In the initiation of the cycle Peffers et al. (2008, pg.52) explains that it is fundamental to

state the problem of the investigation and also to “justify the value of the solution”. They

further state that when a researcher and reader are motivated by the possible outcome

or contribution that it will be achieved, it is more likely that for the end result they will

understand the complexity of the investigation.

3.2.2.2 Phase 2: Define the objectives for a solution

This step requires the definition of the objectives that the researcher will try to pursuit

throughout the investigation.
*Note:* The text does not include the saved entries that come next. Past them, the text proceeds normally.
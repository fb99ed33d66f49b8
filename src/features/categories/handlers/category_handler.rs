use std::sync::Arc;

use axum::{extract::State, http::StatusCode, Json};
use validator::Validate;

use crate::core::error::{AppError, Result};
use crate::core::extractor::{AppJson, AppQuery};
use crate::features::categories::dtos::{
    CategoryListResponseDto, CreateCategoryDto, CreateCategoryResponseDto, DeleteCategoryQuery,
    ListCategoriesQuery, UpdateCategoryDto,
};
use crate::features::categories::services::CategoryService;
use crate::shared::types::MessageResponse;

/// List categories with their published post counts
///
/// Filters are ANDed; absent filters impose no constraint.
#[utoipa::path(
    get,
    path = "/categories",
    params(ListCategoriesQuery),
    responses(
        (status = 200, description = "List of categories", body = CategoryListResponseDto),
        (status = 500, description = "Database error")
    ),
    tag = "categories"
)]
pub async fn list_categories(
    State(service): State<Arc<CategoryService>>,
    AppQuery(query): AppQuery<ListCategoriesQuery>,
) -> Result<Json<CategoryListResponseDto>> {
    let categories = service.list(query.featured, query.parent).await?;
    Ok(Json(CategoryListResponseDto { categories }))
}

/// Create a new category
///
/// The slug is derived from the name; collisions get an incrementing
/// `-1`, `-2`, ... suffix.
#[utoipa::path(
    post,
    path = "/categories",
    request_body = CreateCategoryDto,
    responses(
        (status = 201, description = "Category created successfully", body = CreateCategoryResponseDto),
        (status = 400, description = "Validation error"),
        (status = 500, description = "Database error")
    ),
    tag = "categories"
)]
pub async fn create_category(
    State(service): State<Arc<CategoryService>>,
    AppJson(dto): AppJson<CreateCategoryDto>,
) -> Result<(StatusCode, Json<CreateCategoryResponseDto>)> {
    dto.validate()
        .map_err(|e| AppError::Validation(e.to_string()))?;

    let (category_id, slug) = service.create(dto).await?;
    Ok((
        StatusCode::CREATED,
        Json(CreateCategoryResponseDto {
            message: "Category created successfully".to_string(),
            category_id,
            slug,
        }),
    ))
}

/// Update a category
///
/// Only fields present in the body change; renaming recomputes the slug.
#[utoipa::path(
    put,
    path = "/categories",
    request_body = UpdateCategoryDto,
    responses(
        (status = 200, description = "Category updated successfully", body = MessageResponse),
        (status = 400, description = "Validation error"),
        (status = 404, description = "Category not found"),
        (status = 500, description = "Database error")
    ),
    tag = "categories"
)]
pub async fn update_category(
    State(service): State<Arc<CategoryService>>,
    AppJson(dto): AppJson<UpdateCategoryDto>,
) -> Result<Json<MessageResponse>> {
    dto.validate()
        .map_err(|e| AppError::Validation(e.to_string()))?;

    service.update(dto).await?;
    Ok(Json(MessageResponse::new("Category updated successfully")))
}

/// Delete a category
///
/// Blocked while any posts still reference the category, whatever their
/// status.
#[utoipa::path(
    delete,
    path = "/categories",
    params(DeleteCategoryQuery),
    responses(
        (status = 200, description = "Category deleted successfully", body = MessageResponse),
        (status = 400, description = "Missing id or category still referenced by posts"),
        (status = 404, description = "Category not found"),
        (status = 500, description = "Database error")
    ),
    tag = "categories"
)]
pub async fn delete_category(
    State(service): State<Arc<CategoryService>>,
    AppQuery(query): AppQuery<DeleteCategoryQuery>,
) -> Result<Json<MessageResponse>> {
    service.delete(query.id).await?;
    Ok(Json(MessageResponse::new("Category deleted successfully")))
}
All the presented objectives should be “possible and

feasible” (Peffers et al., 2008, pg. 55).

3.2.2.3 Phase 3: Design and Development

The main objective of this step is to define the characteristics that the IT artefact will

have visually and design as well and develop its architecture.

3.2.2.4 Phase 4: Demonstration

This phase requires the researcher to demonstrate the artefact or prototype to potential

users to collect feedback of their first impressions that will help in the course of the

investigation.

3.2.2.5 Phase 5: Evaluation

This is a key point as it is the one where the stated objectives are compared with the

previous demonstration and has be done with “relevant metrics and analysis

techniques” that in this case might be either qualitative or quantitative (Peffers et al.,

2008, pg.56). Depending of the results in this step the researcher should evaluate if

he/she has to return to phase 2 ‘Define Objectives’ or 3 ‘Design and Development’ to

make and desirable modifications to the artefact improvement.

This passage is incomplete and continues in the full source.